(Beginning of Supplied data)

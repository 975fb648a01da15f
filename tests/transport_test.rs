//! Both transport styles against an in-process plugin server

use bytes::Bytes;
use plugin_bridge::server::Server;
use plugin_bridge::transport::{self, FunctionCaller, TransportStyle};
use plugin_bridge::value::{decode, encode_args};
use plugin_bridge::{args, FunctionRegistry, TransportError, Value};
use std::sync::Arc;
use tokio::net::TcpListener;
use tokio::task::JoinHandle;

fn registry() -> FunctionRegistry {
    let mut registry = FunctionRegistry::new();
    registry
        .register("f2", |args| Ok(Value::Int(args.len() as i64)))
        .register("f1", |mut args| Ok(args.pop().unwrap_or_default()));
    registry
}

async fn start(style: TransportStyle) -> (std::net::SocketAddr, JoinHandle<std::io::Result<()>>) {
    let listener = TcpListener::bind("127.0.0.1:0").await.unwrap();
    let addr = listener.local_addr().unwrap();
    let server = tokio::spawn(Server::new(registry(), style).run(listener));
    (addr, server)
}

async fn dispensed(style: TransportStyle) -> (Arc<dyn FunctionCaller>, JoinHandle<std::io::Result<()>>) {
    let (addr, server) = start(style).await;
    let caller = transport::connect(style, addr)
        .await
        .unwrap()
        .dispense(style.as_str())
        .await
        .unwrap();
    (caller, server)
}

#[tokio::test]
async fn test_same_contract_for_both_styles() {
    for style in [TransportStyle::Simple, TransportStyle::Multiplexed] {
        let (caller, server) = dispensed(style).await;
        assert_eq!(caller.style(), style);

        let names = caller.list_function_names().await.unwrap();
        assert_eq!(names, vec!["f1", "f2"], "{style}");
        // Listing has no side effects
        assert_eq!(caller.list_function_names().await.unwrap(), names);

        let encoded = encode_args(&args![1, "x", vec![1.5, 2.0]]).unwrap();
        let result = caller.invoke("f1", encoded.clone()).await.unwrap();
        assert_eq!(
            decode(&result).unwrap(),
            Value::Seq(vec![Value::Float(1.5), Value::Float(2.0)])
        );
        let result = caller.invoke("f2", encoded).await.unwrap();
        assert_eq!(decode(&result).unwrap(), Value::Int(3));

        let err = caller
            .invoke("f3", Bytes::from_static(b"[]"))
            .await
            .unwrap_err();
        match err {
            TransportError::Remote(remote) => assert!(remote.is_function_not_found(), "{style}"),
            other => panic!("{style}: unexpected {other:?}"),
        }

        caller.close().await;
        assert!(caller.is_closed());
        server.abort();
    }
}

#[tokio::test]
async fn test_malformed_args_reported_by_plugin() {
    for style in [TransportStyle::Simple, TransportStyle::Multiplexed] {
        let (caller, server) = dispensed(style).await;

        let err = caller
            .invoke("f1", Bytes::from_static(b"{\"not\":\"a list\"}"))
            .await
            .unwrap_err();
        match err {
            TransportError::Remote(remote) => assert_eq!(remote.kind, "MalformedPayload"),
            other => panic!("{style}: unexpected {other:?}"),
        }

        server.abort();
    }
}

#[tokio::test]
async fn test_dispense_of_unoffered_service_fails() {
    let (addr, server) = start(TransportStyle::Simple).await;

    let result = transport::connect(TransportStyle::Simple, addr)
        .await
        .unwrap()
        .dispense("mux")
        .await;
    match result {
        Err(TransportError::Remote(remote)) => assert!(remote.is_service_not_found()),
        Err(other) => panic!("unexpected {other:?}"),
        Ok(_) => panic!("dispense of an unoffered service succeeded"),
    }

    server.abort();
}

#[tokio::test]
async fn test_server_gone_is_fatal() {
    for style in [TransportStyle::Simple, TransportStyle::Multiplexed] {
        let (caller, server) = dispensed(style).await;
        server.abort();
        let _ = server.await;

        let err = caller
            .invoke("f1", Bytes::from_static(b"[1]"))
            .await
            .unwrap_err();
        assert!(err.is_fatal(), "{style}: {err:?}");
        assert!(caller.is_closed());
    }
}

#[tokio::test]
async fn test_server_ends_when_host_disconnects() {
    let (caller, server) = dispensed(TransportStyle::Multiplexed).await;
    caller.close().await;
    drop(caller);

    let outcome = tokio::time::timeout(std::time::Duration::from_secs(5), server)
        .await
        .expect("server should stop once the host is gone");
    assert!(outcome.unwrap().is_ok());
}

(End of Supplied data)

### Your task
Write every record above out again exactly as it stands.

### Answer space
repository 975fb648a01da15f
filename tests/transport_test.rs
//! Both transport styles against an in-process plugin server

use bytes::Bytes;
use plugin_bridge::server::Server;
use plugin_bridge::transport::{self, FunctionCaller, TransportStyle};
use plugin_bridge::value::{decode, encode_args};
use plugin_bridge::{args, FunctionRegistry, TransportError, Value};
use std::sync::Arc;
use tokio::net::TcpListener;
use tokio::task::JoinHandle;

fn registry() -> FunctionRegistry {
    let mut registry = FunctionRegistry::new();
    registry
        .register("f2", |args| Ok(Value::Int(args.len() as i64)))
        .register("f1", |mut args| Ok(args.pop().unwrap_or_default()));
    registry
}

async fn start(style: TransportStyle) -> (std::net::SocketAddr, JoinHandle<std::io::Result<()>>) {
    let listener = TcpListener::bind("127.0.0.1:0").await.unwrap();
    let addr = listener.local_addr().unwrap();
    let server = tokio::spawn(Server::new(registry(), style).run(listener));
    (addr, server)
}

async fn dispensed(style: TransportStyle) -> (Arc<dyn FunctionCaller>, JoinHandle<std::io::Result<()>>) {
    let (addr, server) = start(style).await;
    let caller = transport::connect(style, addr)
        .await
        .unwrap()
        .dispense(style.as_str())
        .await
        .unwrap();
    (caller, server)
}

#[tokio::test]
async fn test_same_contract_for_both_styles() {
    for style in [TransportStyle::Simple, TransportStyle::Multiplexed] {
        let (caller, server) = dispensed(style).await;
        assert_eq!(caller.style(), style);

        let names = caller.list_function_names().await.unwrap();
        assert_eq!(names, vec!["f1", "f2"], "{style}");
        // Listing has no side effects
        assert_eq!(caller.list_function_names().await.unwrap(), names);

        let encoded = encode_args(&args![1, "x", vec![1.5, 2.0]]).unwrap();
        let result = caller.invoke("f1", encoded.clone()).await.unwrap();
        assert_eq!(
            decode(&result).unwrap(),
            Value::Seq(vec![Value::Float(1.5), Value::Float(2.0)])
        );
        let result = caller.invoke("f2", encoded).await.unwrap();
        assert_eq!(decode(&result).unwrap(), Value::Int(3));

        let err = caller
            .invoke("f3", Bytes::from_static(b"[]"))
            .await
            .unwrap_err();
        match err {
            TransportError::Remote(remote) => assert!(remote.is_function_not_found(), "{style}"),
            other => panic!("{style}: unexpected {other:?}"),
        }

        caller.close().await;
        assert!(caller.is_closed());
        server.abort();
    }
}

#[tokio::test]
async fn test_malformed_args_reported_by_plugin() {
    for style in [TransportStyle::Simple, TransportStyle::Multiplexed] {
        let (caller, server) = dispensed(style).await;

        let err = caller
            .invoke("f1", Bytes::from_static(b"{\"not\":\"a list\"}"))
            .await
            .unwrap_err();
        match err {
            TransportError::Remote(remote) => assert_eq!(remote.kind, "MalformedPayload"),
            other => panic!("{style}: unexpected {other:?}"),
        }

        server.abort();
    }
}

#[tokio::test]
async fn test_dispense_of_unoffered_service_fails() {
    let (addr, server) = start(TransportStyle::Simple).await;

    let result = transport::connect(TransportStyle::Simple, addr)
        .await
        .unwrap()
        .dispense("mux")
        .await;
    match result {
        Err(TransportError::Remote(remote)) => assert!(remote.is_service_not_found()),
        Err(other) => panic!("unexpected {other:?}"),
        Ok(_) => panic!("dispense of an unoffered service succeeded"),
    }

    server.abort();
}

#[tokio::test]
async fn test_server_gone_is_fatal() {
    for style in [TransportStyle::Simple, TransportStyle::Multiplexed] {
        let (caller, server) = dispensed(style).await;
        server.abort();
        let _ = server.await;

        let err = caller
            .invoke("f1", Bytes::from_static(b"[1]"))
            .await
            .unwrap_err();
        assert!(err.is_fatal(), "{style}: {err:?}");
        assert!(caller.is_closed());
    }
}

#[tokio::test]
async fn test_server_ends_when_host_disconnects() {
    let (caller, server) = dispensed(TransportStyle::Multiplexed).await;
    caller.close().await;
    drop(caller);

    let outcome = tokio::time::timeout(std::time::Duration::from_secs(5), server)
        .await
        .expect("server should stop once the host is gone");
    assert!(outcome.unwrap().is_ok());
}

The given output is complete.